» WORK INSTRUCTION: Each line of the listing that includes the string "AffinityData" is to be identified and copied.
<<<<
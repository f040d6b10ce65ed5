//! Attack Rating engine.
//!
//! Runs the scaling resolver over every damage type, status buildup and spell
//! channel of one weapon + affinity + upgrade level for one set of stats.

use tracing::debug;

use crate::data::{
    Affinity, AffinityData, Attribute, BaseStatScaling, DamageTable, DamageType, LookupError,
    PrecomputedData, ReinforceRates, ResolvedWeapon, SpellKind, StatTable, StatusTable,
};
use crate::round::round_half_up;
use crate::scaling::{ChannelResult, CurveCache, MemoCurveCache, ScalingResolver, channel_penalized};
use crate::stats::PlayerStats;

use super::grade::ScalingGrade;

/// Situational modifiers for an AR calculation.
#[derive(Clone, Copy, Debug, Default, PartialEq, Eq)]
#[cfg_attr(feature = "serde", derive(serde::Serialize, serde::Deserialize))]
#[cfg_attr(feature = "serde", serde(default))]
pub struct ArOptions {
    pub two_handing: bool,
    /// Skip the requirement penalty (build planning).
    pub ignore_requirements: bool,
}

impl ArOptions {
    pub const fn two_handed() -> Self {
        Self {
            two_handing: true,
            ignore_requirements: false,
        }
    }

    pub const fn ignoring_requirements(mut self) -> Self {
        self.ignore_requirements = true;
        self
    }
}

/// One damage type of an AR breakdown.
pub type DamageTypeResult = ChannelResult;
/// One status buildup of an AR breakdown.
pub type StatusResult = ChannelResult;
/// Catalyst spell buff (sorcery or incantation scaling).
pub type SpellScalingResult = ChannelResult;

/// Full Attack Rating breakdown.
#[derive(Clone, Debug, PartialEq)]
#[cfg_attr(feature = "serde", derive(serde::Serialize, serde::Deserialize))]
pub struct ArResult {
    pub weapon: String,
    pub affinity: Affinity,
    pub upgrade_level: u32,
    /// Sum of every present damage type, unrounded.
    pub total: f64,
    pub rounded: i64,
    pub damage: DamageTable<Option<DamageTypeResult>>,
    pub status: StatusTable<Option<StatusResult>>,
    pub sorcery: Option<SpellScalingResult>,
    pub incantation: Option<SpellScalingResult>,
    /// Every posted requirement met by the effective stats.
    pub requirements_met: bool,
    /// Stats after the two-handed Strength bonus.
    pub effective_stats: PlayerStats,
    pub scaling_grades: StatTable<Option<ScalingGrade>>,
}

impl ArResult {
    /// Total of one damage type, `0.0` when the weapon has none.
    pub fn damage_total(&self, damage_type: DamageType) -> f64 {
        self.damage[damage_type]
            .as_ref()
            .map_or(0.0, |channel| channel.total)
    }

    pub fn spell(&self, kind: SpellKind) -> Option<&SpellScalingResult> {
        match kind {
            SpellKind::Sorcery => self.sorcery.as_ref(),
            SpellKind::Incantation => self.incantation.as_ref(),
        }
    }

    /// Per-type totals with absent types as zero.
    pub fn totals(&self) -> DamageTable<f64> {
        DamageTable::from_fn(|t| self.damage_total(t))
    }
}

/// Attack Rating calculator owning a curve cache.
///
/// Reuse one calculator across many calls (optimizer inner loops) to share
/// the cache; results do not depend on the cache implementation.
pub struct ArCalculator<'a, C: CurveCache = MemoCurveCache> {
    data: &'a PrecomputedData,
    cache: C,
}

impl<'a> ArCalculator<'a, MemoCurveCache> {
    pub fn new(data: &'a PrecomputedData) -> Self {
        Self::with_cache(data, MemoCurveCache::new())
    }
}

impl<'a, C: CurveCache> ArCalculator<'a, C> {
    pub fn with_cache(data: &'a PrecomputedData, cache: C) -> Self {
        Self { data, cache }
    }

    pub fn data(&self) -> &'a PrecomputedData {
        self.data
    }

    pub fn cache(&self) -> &C {
        &self.cache
    }

    pub(crate) fn resolver(&mut self) -> ScalingResolver<'_, C> {
        ScalingResolver::new(&self.data.curves, &mut self.cache)
    }

    /// Look up the weapon, affinity and reinforcement level.
    pub fn lookup(
        &self,
        weapon_name: &str,
        affinity: Affinity,
        upgrade_level: u32,
    ) -> Result<(&'a ResolvedWeapon, &'a AffinityData, &'a ReinforceRates), LookupError> {
        let bundle: &'a PrecomputedData = self.data;
        let (weapon, data) = bundle.weapon_affinity(weapon_name, affinity)?;
        if upgrade_level > weapon.max_upgrade_level {
            return Err(LookupError::UpgradeLevelOutOfRange {
                level: upgrade_level,
                max: weapon.max_upgrade_level,
            });
        }
        let reinforce = bundle.reinforce(data.reinforce_type_id, upgrade_level)?;
        Ok((weapon, data, reinforce))
    }

    pub fn calculate(
        &mut self,
        weapon_name: &str,
        affinity: Affinity,
        upgrade_level: u32,
        stats: &PlayerStats,
        options: ArOptions,
    ) -> Result<ArResult, LookupError> {
        let (weapon, data, reinforce) = self.lookup(weapon_name, affinity, upgrade_level)?;
        self.calculate_resolved(weapon, affinity, data, reinforce, upgrade_level, stats, options)
    }

    /// Calculate against records that are already looked up.
    #[allow(clippy::too_many_arguments)]
    pub fn calculate_resolved(
        &mut self,
        weapon: &ResolvedWeapon,
        affinity: Affinity,
        data: &AffinityData,
        reinforce: &ReinforceRates,
        upgrade_level: u32,
        stats: &PlayerStats,
        options: ArOptions,
    ) -> Result<ArResult, LookupError> {
        let effective = stats.effective(options.two_handing, weapon.weapon_type, weapon.dual_blade);
        let requirements = &weapon.requirements;
        let penalized = |scaling: &StatTable<Option<BaseStatScaling>>| {
            !options.ignore_requirements
                && channel_penalized(scaling_stats(scaling).iter(), &effective, requirements)
        };

        // ===== damage types =====
        let mut damage = DamageTable::<Option<DamageTypeResult>>::default();
        for (damage_type, channel) in data.damage.iter() {
            let Some(channel) = channel else { continue };
            let base = channel.attack_base * reinforce.attack[damage_type];
            let result = self.resolver().resolve(
                base,
                &channel.scaling,
                &reinforce.correct,
                &effective,
                penalized(&channel.scaling),
            )?;
            damage[damage_type] = Some(result);
        }

        // ===== status buildup =====
        let mut status = StatusTable::<Option<StatusResult>>::default();
        for (effect, record) in data.status.iter() {
            let Some(record) = record else { continue };

            let base = match record.sp_effect_slot {
                Some(slot) => match reinforce.sp_effect_ids.get(slot).copied().flatten() {
                    // Not unlocked at this level
                    None => continue,
                    Some(id) => self.data.sp_effect(id)?.buildup[effect],
                },
                None => record.base_value,
            };
            if base <= 0.0 {
                continue;
            }

            let result = match &record.scaling {
                Some(scaling) => {
                    let attribute = scaling.attribute;
                    let penalty = !options.ignore_requirements
                        && effective[attribute] < requirements[attribute];
                    let entry = BaseStatScaling {
                        percent: scaling.percent,
                        curve_id: scaling.curve_id,
                        is_override: scaling.is_override,
                    };
                    self.resolver().resolve_single(
                        base,
                        attribute,
                        &entry,
                        reinforce.correct[attribute],
                        &effective,
                        penalty,
                    )?
                }
                None => ChannelResult::flat(base),
            };
            status[effect] = Some(result);
        }

        // ===== spell scaling =====
        let mut spells = [None, None];
        for (slot, kind) in [SpellKind::Sorcery, SpellKind::Incantation].into_iter().enumerate() {
            let Some(record) = data.spell(kind) else { continue };
            spells[slot] = Some(self.resolver().resolve(
                record.base,
                &record.scaling,
                &reinforce.correct,
                &effective,
                penalized(&record.scaling),
            )?);
        }
        let [sorcery, incantation] = spells;

        let total: f64 = damage.values().iter().flatten().map(|c| c.total).sum();
        let scaling_grades =
            StatTable::from_fn(|a| ScalingGrade::from_percent(data.stat_scaling[a] * reinforce.correct[a]));

        Ok(ArResult {
            weapon: weapon.name.clone(),
            affinity,
            upgrade_level,
            total,
            rounded: round_half_up(total),
            damage,
            status,
            sorcery,
            incantation,
            requirements_met: effective.meets(requirements),
            effective_stats: effective,
            scaling_grades,
        })
    }
}
//! Stat allocation search.

use std::cell::RefCell;

use anyhow::{Context, Result, bail};
use calc_core::{
    Affinity, AowCalculatorInput, ArCalculator, ArOptions, Attribute, PlayerStats, SkillCalculator,
    SolveOptions, StatConfig, StatTable, Strategy, TableKey, solve,
};
use clap::Parser;
use console::style;

use crate::args::{DataArgs, StatArgs, heading, print_json, row};

/// Best stat allocation for a point budget
#[derive(Parser, Debug)]
pub struct Optimize {
    #[arg(value_name = "WEAPON")]
    weapon: String,

    #[arg(short, long, default_value = "Standard")]
    affinity: Affinity,

    #[arg(short, long, default_value_t = 0)]
    level: u32,

    /// Starting stats
    #[command(flatten)]
    stats: StatArgs,

    /// Points to spend
    #[arg(short, long)]
    budget: i32,

    /// Stats the search may raise (default: every stat the weapon scales with)
    #[arg(long, value_delimiter = ',', value_name = "STAT,...")]
    free: Vec<Attribute>,

    /// Search strategy
    #[arg(long, default_value = "auto")]
    strategy: Strategy,

    /// Start from zero minimums and accept the requirement penalty
    #[arg(long)]
    ignore_requirements: bool,

    /// Optimize this skill's total instead of AR
    #[arg(long, value_name = "SKILL")]
    skill: Option<String>,

    #[arg(long)]
    two_handing: bool,

    #[arg(long)]
    json: bool,

    #[command(flatten)]
    data: DataArgs,
}

impl Optimize {
    pub fn execute(self) -> Result<()> {
        let weapons = self.data.weapons()?;
        let config = self.data.factory().load_config()?;
        let (weapon, affinity_data) = weapons.weapon_affinity(&self.weapon, self.affinity)?;

        let free: Vec<Attribute> = if self.free.is_empty() {
            Attribute::ALL
                .iter()
                .copied()
                .filter(|&a| affinity_data.stat_scaling[a] > 0.0)
                .collect()
        } else {
            self.free.clone()
        };
        if free.is_empty() {
            bail!("{} does not scale with any stat; pass --free", self.weapon);
        }

        let configs = if self.ignore_requirements {
            StatTable::<StatConfig>::default()
        } else {
            StatConfig::from_requirements(&weapon.requirements)
        };
        let options = SolveOptions::from_config(&config.optimizer).with_strategy(self.strategy);
        let base = self.stats.stats();
        let ar_options = ArOptions {
            two_handing: self.two_handing,
            ignore_requirements: self.ignore_requirements,
        };

        let solution = match &self.skill {
            None => {
                let calculator = RefCell::new(ArCalculator::new(&weapons));
                let objective = |stats: &PlayerStats| {
                    calculator
                        .borrow_mut()
                        .calculate(&self.weapon, self.affinity, self.level, stats, ar_options)
                        .map_or(0.0, |ar| ar.total)
                };
                solve(&base, &free, self.budget, &configs, objective, &options)
            }
            Some(skill) => {
                let aow = self.data.aow()?;
                aow.sword_art(skill)
                    .with_context(|| format!("Unknown skill {skill}"))?;
                let calculator = RefCell::new(SkillCalculator::new(&aow, &weapons));
                let objective = |stats: &PlayerStats| {
                    let input = AowCalculatorInput {
                        two_handing: self.two_handing,
                        ignore_requirements: self.ignore_requirements,
                        ..AowCalculatorInput::new(
                            &self.weapon,
                            self.affinity,
                            self.level,
                            *stats,
                            skill,
                        )
                    };
                    calculator
                        .borrow_mut()
                        .calculate(&input)
                        .ok()
                        .and_then(|result| result.total().value())
                        .unwrap_or(0.0)
                };
                solve(&base, &free, self.budget, &configs, objective, &options)
            }
        };

        if self.json {
            return print_json(&solution);
        }

        heading(&format!(
            "{} +{} ({} points, {})",
            self.weapon, self.level, self.budget, solution.strategy
        ));
        for attribute in Attribute::ALL {
            let before = base[*attribute];
            let after = solution.stats[*attribute];
            let change = if after > before {
                style(format!("{before} → {after}")).green().to_string()
            } else {
                after.to_string()
            };
            row(attribute.as_ref(), change);
        }
        row("objective", style(format!("{:.3}", solution.damage)).bold());
        row("evaluations", solution.evaluations);
        if solution.unspent > 0 {
            row("unspent", solution.unspent);
        }
        if !solution.minimums_met {
            println!("  {}", style("budget too small for requirements").red());
        }
        Ok(())
    }
}
//! Guard (block) stats.

use tracing::debug;

use crate::data::{Affinity, DamageTable, LookupError, PrecomputedData};

/// Block absorption and guard boost at one upgrade level.
#[derive(Clone, Debug, PartialEq)]
#[cfg_attr(feature = "serde", derive(serde::Serialize, serde::Deserialize))]
pub struct GuardResult {
    /// Percent of each damage type absorbed while blocking.
    pub absorption: DamageTable<f64>,
    pub guard_boost: f64,
    pub status_resist: f64,
}

/// Guard stats; no attribute scaling is involved.
///
/// Weapons without a guard record block nothing.
pub fn try_calculate_guard_stats(
    data: &PrecomputedData,
    weapon_name: &str,
    affinity: Affinity,
    upgrade_level: u32,
) -> Result<GuardResult, LookupError> {
    let (weapon, affinity_data) = data.weapon_affinity(weapon_name, affinity)?;
    if upgrade_level > weapon.max_upgrade_level {
        return Err(LookupError::UpgradeLevelOutOfRange {
            level: upgrade_level,
            max: weapon.max_upgrade_level,
        });
    }
    let reinforce = data.reinforce(affinity_data.reinforce_type_id, upgrade_level)?;

    let guard = affinity_data.guard.as_ref();
    Ok(GuardResult {
        absorption: DamageTable::from_fn(|t| {
            guard.map_or(0.0, |g| g.cut_rate[t]) * reinforce.guard_cut[t]
        }),
        guard_boost: guard.map_or(0.0, |g| g.guard_boost) * reinforce.guard_boost,
        status_resist: guard.map_or(0.0, |g| g.status_resist),
    })
}

/// [`try_calculate_guard_stats`], failing closed.
pub fn calculate_guard_stats(
    data: &PrecomputedData,
    weapon_name: &str,
    affinity: Affinity,
    upgrade_level: u32,
) -> Option<GuardResult> {
    try_calculate_guard_stats(data, weapon_name, affinity, upgrade_level)
        .inspect_err(|err| debug!(weapon = weapon_name, error = %err, "guard stats unavailable"))
        .ok()
}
>>>>
» EXERCISE RESULT:
    Affinity, AffinityData, Attribute, BaseStatScaling, DamageTable, DamageType, LookupError,
    ) -> Result<(&'a ResolvedWeapon, &'a AffinityData, &'a ReinforceRates), LookupError> {
        data: &AffinityData,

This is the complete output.